**What is needed:** Below are some records. Return exactly the lines from the one containing "self.persist(&map)" through the one containing "Ok(items.get(&item_key(service, account)).cloned())", both included, and only those.

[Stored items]
[Start of section]

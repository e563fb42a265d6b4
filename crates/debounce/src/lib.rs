//! Debounce coalescer for filesystem events.
//!
//! Bursts of notifications for the same path collapse into one callback,
//! fired once the path has been quiet for the debounce window. Every timer
//! and every callback runs inside one [`TaskTracker`], so shutdown can cancel
//! pending timers and then wait for callbacks already running.
//!
//! The path → pending-timer map is the only shared state. Its lock is held
//! for single map operations only, never across a wait or a callback.

use std::collections::HashMap;
use std::future::Future;
use std::path::{Path, PathBuf};
use std::pin::Pin;
use std::sync::atomic::{AtomicU64, Ordering};
use std::sync::{Arc, Mutex, MutexGuard};
use std::time::Duration;

use tokio::time::Instant;
use tokio_util::sync::CancellationToken;
use tokio_util::task::TaskTracker;

/// Future returned by the fire callback.
pub type FireFuture = Pin<Box<dyn Future<Output = ()> + Send + 'static>>;

/// Callback invoked with the path once its debounce window elapses.
pub type OnFireFn = Arc<dyn Fn(PathBuf) -> FireFuture + Send + Sync + 'static>;

/// Collapses repeated notifications per path into a single callback.
pub struct Debouncer {
    inner: Arc<Inner>,
}

struct Inner {
    window: Duration,
    /// Pending timers: path → timer context.
    pending: Mutex<HashMap<PathBuf, PendingTransfer>>,
    on_fire: OnFireFn,
    tasks: TaskTracker,
    /// Cancelled at shutdown; stops all pending timers.
    shutdown: CancellationToken,
    next_generation: AtomicU64,
}

/// A scheduled, not-yet-completed callback for one path.
struct PendingTransfer {
    cancel: CancellationToken,
    /// Distinguishes this timer from a later replacement for the same path.
    generation: u64,
    created_at: Instant,
}

impl Debouncer {
    /// Creates a debouncer that calls `on_fire` after `window` of quiet.
    pub fn new(window: Duration, on_fire: OnFireFn) -> Self {
        Self {
            inner: Arc::new(Inner {
                window,
                pending: Mutex::new(HashMap::new()),
                on_fire,
                tasks: TaskTracker::new(),
                shutdown: CancellationToken::new(),
                next_generation: AtomicU64::new(0),
            }),
        }
    }

    /// Records an event for `path`, restarting its debounce window.
    ///
    /// A timer that has not fired yet is cancelled and replaced. A callback
    /// that is already running is left alone; the new timer is independent.
    /// Ignored after [`Debouncer::shutdown`].
    pub fn notify(&self, path: PathBuf) {
        if self.inner.shutdown.is_cancelled() {
            tracing::debug!(path = %path.display(), "debouncer stopped, ignoring event");
            return;
        }

        let cancel = CancellationToken::new();
        let generation = self.inner.next_generation.fetch_add(1, Ordering::Relaxed);
        {
            let mut pending = self.inner.lock_pending();
            if let Some(prev) = pending.insert(
                path.clone(),
                PendingTransfer {
                    cancel: cancel.clone(),
                    generation,
                    created_at: Instant::now(),
                },
            ) {
                prev.cancel.cancel();
                tracing::trace!(
                    path = %path.display(),
                    age_ms = prev.created_at.elapsed().as_millis() as u64,
                    "debounce window restarted"
                );
            }
        }

        let inner = Arc::clone(&self.inner);
        self.inner.tasks.spawn(async move {
            tokio::select! {
                biased;
                _ = cancel.cancelled() => return,
                _ = inner.shutdown.cancelled() => return,
                _ = tokio::time::sleep(inner.window) => {}
            }

            tracing::debug!(path = %path.display(), "processing debounced file");
            (inner.on_fire)(path.clone()).await;

            let mut pending = inner.lock_pending();
            if pending.get(&path).is_some_and(|p| p.generation == generation) {
                pending.remove(&path);
            }
        });
    }

    /// Runs the callback for `path` immediately, inside the task group.
    ///
    /// Any pending timer for the path is cancelled first. Used for files
    /// found by the startup scan, which are expected to be at rest already.
    pub fn fire_now(&self, path: PathBuf) {
        if self.inner.shutdown.is_cancelled() {
            return;
        }
        if let Some(prev) = self.inner.lock_pending().remove(&path) {
            prev.cancel.cancel();
        }
        let on_fire = Arc::clone(&self.inner.on_fire);
        self.inner.tasks.spawn(async move {
            on_fire(path).await;
        });
    }

    /// Number of paths with a timer scheduled or a callback still running.
    pub fn pending_count(&self) -> usize {
        self.inner.lock_pending().len()
    }

    /// Returns whether `path` has a timer scheduled or a callback running.
    pub fn is_pending(&self, path: &Path) -> bool {
        self.inner.lock_pending().contains_key(path)
    }

    /// Stops accepting events and cancels every timer that has not fired.
    ///
    /// Callbacks already running continue; use [`Debouncer::drain`] to wait
    /// for them.
    pub fn shutdown(&self) {
        self.inner.shutdown.cancel();
        self.inner.tasks.close();
        let mut pending = self.inner.lock_pending();
        for (path, ctx) in pending.drain() {
            ctx.cancel.cancel();
            tracing::trace!(path = %path.display(), "pending timer cancelled");
        }
    }

    /// Shuts down, then waits up to `grace` for running callbacks.
    ///
    /// Returns `true` if everything finished within the grace period.
    pub async fn drain(&self, grace: Duration) -> bool {
        self.shutdown();
        let in_flight = self.inner.tasks.len();
        if in_flight > 0 {
            tracing::info!(in_flight, "waiting for in-flight uploads");
        }
        tokio::time::timeout(grace, self.inner.tasks.wait())
            .await
            .is_ok()
    }
}

impl Inner {
    fn lock_pending(&self) -> MutexGuard<'_, HashMap<PathBuf, PendingTransfer>> {
        // Map operations are single calls; a poisoned map is still consistent.
        self.pending
            .lock()
            .unwrap_or_else(|poisoned| poisoned.into_inner())
    }
}
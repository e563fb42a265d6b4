//! File stability detection.
//!
//! A writer is presumed finished once the file's size has held constant for
//! a minimum window. The detector polls the size at a fixed interval and
//! restarts the window every time the size changes between polls.
//!
//! Only the calling task waits; other paths keep going. Without a timeout an
//! endlessly growing file stalls its own attempt forever.

use std::io;
use std::path::{Path, PathBuf};
use std::time::Duration;

use tokio::time::Instant;

/// Errors produced while waiting for a file to settle.
#[derive(Debug, thiserror::Error)]
pub enum StabilityError {
    #[error("could not stat {path} during stability check: {source}")]
    Stat {
        path: PathBuf,
        #[source]
        source: io::Error,
    },

    #[error("{path} kept changing for {waited:?}")]
    TimedOut { path: PathBuf, waited: Duration },
}

/// Polls file sizes until they stop changing.
#[derive(Debug, Clone, Copy)]
pub struct StabilityDetector {
    window: Duration,
    poll: Duration,
    timeout: Option<Duration>,
}

impl StabilityDetector {
    /// Creates a detector requiring `window` of unchanged size, sampled every `poll`.
    pub fn new(window: Duration, poll: Duration) -> Self {
        Self {
            window,
            poll,
            timeout: None,
        }
    }

    /// Gives up after `timeout` of total waiting. `None` waits forever.
    pub fn with_timeout(mut self, timeout: Option<Duration>) -> Self {
        self.timeout = timeout;
        self
    }

    /// Waits until `path` has kept the same size for the whole window.
    ///
    /// Returns the settled size. Fails if the file disappears or cannot be
    /// stat'ed at any poll.
    pub async fn wait_stable(&self, path: &Path) -> Result<u64, StabilityError> {
        self.wait_with(path, || std::fs::metadata(path).map(|m| m.len()))
            .await
    }

    async fn wait_with<F>(&self, path: &Path, mut probe: F) -> Result<u64, StabilityError>
    where
        F: FnMut() -> io::Result<u64>,
    {
        let started = Instant::now();
        let mut stable_since = started;
        let mut last_size: Option<u64> = None;

        loop {
            let size = probe().map_err(|source| StabilityError::Stat {
                path: path.to_path_buf(),
                source,
            })?;

            match last_size {
                Some(prev) if prev != size => {
                    tracing::trace!(path = %path.display(), prev, size, "size changed, restarting window");
                    stable_since = Instant::now();
                }
                _ => {}
            }
            last_size = Some(size);

            if stable_since.elapsed() >= self.window {
                tracing::debug!(
                    path = %path.display(),
                    size,
                    waited_ms = started.elapsed().as_millis() as u64,
                    "file is stable"
                );
                return Ok(size);
            }

            if let Some(timeout) = self.timeout
                && started.elapsed() >= timeout
            {
                return Err(StabilityError::TimedOut {
                    path: path.to_path_buf(),
                    waited: started.elapsed(),
                });
            }

            tokio::time::sleep(self.poll).await;
        }
    }
}

/// Convenience wrapper for a one-off unbounded wait.
pub async fn wait_stable(
    path: &Path,
    window: Duration,
    poll: Duration,
) -> Result<u64, StabilityError> {
    StabilityDetector::new(window, poll).wait_stable(path).await
}
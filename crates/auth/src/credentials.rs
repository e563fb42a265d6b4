//! Local secure storage for the service-account key blob.

use std::collections::HashMap;
use std::future::Future;
use std::path::{Path, PathBuf};
use std::pin::Pin;
use std::sync::{Arc, RwLock};

use base64::Engine;
use base64::engine::general_purpose::STANDARD as BASE64;

use crate::AuthError;

/// Future returned by [`CredentialStore`] operations.
pub type CredentialFuture<'a, T> = Pin<Box<dyn Future<Output = Result<T, AuthError>> + Send + 'a>>;

/// A keyed store of opaque secret blobs.
///
/// `get` returns `Ok(None)` when nothing is stored under the key.
pub trait CredentialStore: Send + Sync {
    fn get<'a>(
        &'a self,
        service: &'a str,
        account: &'a str,
    ) -> CredentialFuture<'a, Option<Vec<u8>>>;

    /// Stores `secret`, replacing any existing item.
    fn put<'a>(
        &'a self,
        service: &'a str,
        account: &'a str,
        secret: &'a [u8],
    ) -> CredentialFuture<'a, ()>;
}

/// Picks the platform store: the Keychain on macOS.
#[cfg(target_os = "macos")]
pub fn default_credential_store(_config_dir: Option<&Path>) -> Arc<dyn CredentialStore> {
    Arc::new(KeychainStore::new())
}

/// Picks the platform store: a JSON file in `config_dir`.
///
/// Falls back to an in-memory store when no config directory is known.
#[cfg(not(target_os = "macos"))]
pub fn default_credential_store(config_dir: Option<&Path>) -> Arc<dyn CredentialStore> {
    match config_dir {
        Some(dir) => Arc::new(FileCredentialStore::new(dir.join("credentials.json"))),
        None => {
            tracing::warn!("no configuration directory, stored credentials will not persist");
            Arc::new(MemoryCredentialStore::default())
        }
    }
}

// ---------------------------------------------------------------------------
// KeychainStore
// ---------------------------------------------------------------------------

#[cfg(target_os = "macos")]
pub use keychain::KeychainStore;

#[cfg(target_os = "macos")]
mod keychain {
    use security_framework::base::Error as SecError;
    use security_framework::passwords::{get_generic_password, set_generic_password};

    use super::{CredentialFuture, CredentialStore};
    use crate::AuthError;

    /// `errSecItemNotFound`.
    const ERR_SEC_ITEM_NOT_FOUND: i32 = -25300;

    /// macOS Keychain generic passwords through the Security framework.
    ///
    /// Calls block on the Keychain daemon, so they run on the blocking pool.
    #[derive(Debug, Default)]
    pub struct KeychainStore {
        _priv: (),
    }

    impl KeychainStore {
        pub fn new() -> Self {
            Self::default()
        }
    }

    impl CredentialStore for KeychainStore {
        fn get<'a>(
            &'a self,
            service: &'a str,
            account: &'a str,
        ) -> CredentialFuture<'a, Option<Vec<u8>>> {
            let (service, account) = (service.to_string(), account.to_string());
            Box::pin(async move {
                let found = tokio::task::spawn_blocking(move || {
                    get_generic_password(&service, &account).map_err(|e| e.code())
                })
                .await
                .map_err(|e| AuthError::Store(format!("keychain lookup panicked: {e}")))?;
                lookup_result(found)
            })
        }

        fn put<'a>(
            &'a self,
            service: &'a str,
            account: &'a str,
            secret: &'a [u8],
        ) -> CredentialFuture<'a, ()> {
            let (service, account, secret) =
                (service.to_string(), account.to_string(), secret.to_vec());
            Box::pin(async move {
                tokio::task::spawn_blocking(move || {
                    set_generic_password(&service, &account, &secret)
                })
                .await
                .map_err(|e| AuthError::Store(format!("keychain write panicked: {e}")))?
                .map_err(|e: SecError| AuthError::Store(format!("keychain write failed: {e}")))
            })
        }
    }

    /// Maps a Keychain lookup status onto the store contract.
    fn lookup_result(found: Result<Vec<u8>, i32>) -> Result<Option<Vec<u8>>, AuthError> {
        match found {
            Ok(secret) => Ok(Some(secret)),
            Err(ERR_SEC_ITEM_NOT_FOUND) => Ok(None),
            Err(code) => Err(AuthError::Store(format!(
                "keychain lookup failed (OSStatus {code})"
            ))),
        }
    }

}

// ---------------------------------------------------------------------------
// FileCredentialStore
// ---------------------------------------------------------------------------

/// JSON file of `"service/account" → base64 blob`, readable by the owner only.
///
/// The file is re-read on every `get`, so a rotated key is picked up by the
/// next attempt without a restart.
#[derive(Debug)]
pub struct FileCredentialStore {
    path: PathBuf,
}

impl FileCredentialStore {
    pub fn new(path: PathBuf) -> Self {
        Self { path }
    }

    /// Returns the backing file path.
    pub fn path(&self) -> &Path {
        &self.path
    }

    fn load(&self) -> Result<HashMap<String, String>, AuthError> {
        match std::fs::read_to_string(&self.path) {
            Ok(content) => Ok(serde_json::from_str(&content)?),
            Err(e) if e.kind() == std::io::ErrorKind::NotFound => Ok(HashMap::new()),
            Err(e) => Err(e.into()),
        }
    }

    fn persist(&self, map: &HashMap<String, String>) -> Result<(), AuthError> {
        if let Some(parent) = self.path.parent() {
            std::fs::create_dir_all(parent)?;
        }
        std::fs::write(&self.path, serde_json::to_string_pretty(map)?)?;

        #[cfg(unix)]
        {
            use std::os::unix::fs::PermissionsExt;
            std::fs::set_permissions(&self.path, std::fs::Permissions::from_mode(0o600))?;
        }

        tracing::debug!(path = %self.path.display(), "credential file written");
        Ok(())
    }
}

fn item_key(service: &str, account: &str) -> String {
    format!("{service}/{account}")
}

impl CredentialStore for FileCredentialStore {
    fn get<'a>(
        &'a self,
        service: &'a str,
        account: &'a str,
    ) -> CredentialFuture<'a, Option<Vec<u8>>> {
        Box::pin(async move {
            let map = self.load()?;
            match map.get(&item_key(service, account)) {
                Some(encoded) => BASE64
                    .decode(encoded)
                    .map(Some)
                    .map_err(|e| AuthError::Store(format!("corrupt credential entry: {e}"))),
                None => Ok(None),
            }
        })
    }

    fn put<'a>(
        &'a self,
        service: &'a str,
        account: &'a str,
        secret: &'a [u8],
    ) -> CredentialFuture<'a, ()> {
        Box::pin(async move {
            let mut map = self.load()?;
            map.insert(item_key(service, account), BASE64.encode(secret));
            self.persist(&map)
        })
    }
}

// ---------------------------------------------------------------------------
// MemoryCredentialStore
// ---------------------------------------------------------------------------

/// Process-local store. Nothing survives a restart.
#[derive(Debug, Default)]
pub struct MemoryCredentialStore {
    items: RwLock<HashMap<String, Vec<u8>>>,
}

impl CredentialStore for MemoryCredentialStore {
    fn get<'a>(
        &'a self,
        service: &'a str,
        account: &'a str,
    ) -> CredentialFuture<'a, Option<Vec<u8>>> {
        Box::pin(async move {
            let items = self
                .items
                .read()
                .map_err(|_| AuthError::Store("credential map poisoned".into()))?;
            Ok(items.get(&item_key(service, account)).cloned())
        })
    }

    fn put<'a>(
        &'a self,
        service: &'a str,
        account: &'a str,
        secret: &'a [u8],
    ) -> CredentialFuture<'a, ()> {
        Box::pin(async move {
            let mut items = self
                .items
                .write()
                .map_err(|_| AuthError::Store("credential map poisoned".into()))?;
            items.insert(item_key(service, account), secret.to_vec());
            Ok(())
        })
    }
}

[End of section]

**Final answer:**
            self.persist(&map)
        })
    }
}

// ---------------------------------------------------------------------------
// MemoryCredentialStore
// ---------------------------------------------------------------------------

/// Process-local store. Nothing survives a restart.
#[derive(Debug, Default)]
pub struct MemoryCredentialStore {
    items: RwLock<HashMap<String, Vec<u8>>>,
}

impl CredentialStore for MemoryCredentialStore {
    fn get<'a>(
        &'a self,
        service: &'a str,
        account: &'a str,
    ) -> CredentialFuture<'a, Option<Vec<u8>>> {
        Box::pin(async move {
            let items = self
                .items
                .read()
                .map_err(|_| AuthError::Store("credential map poisoned".into()))?;
            Ok(items.get(&item_key(service, account)).cloned())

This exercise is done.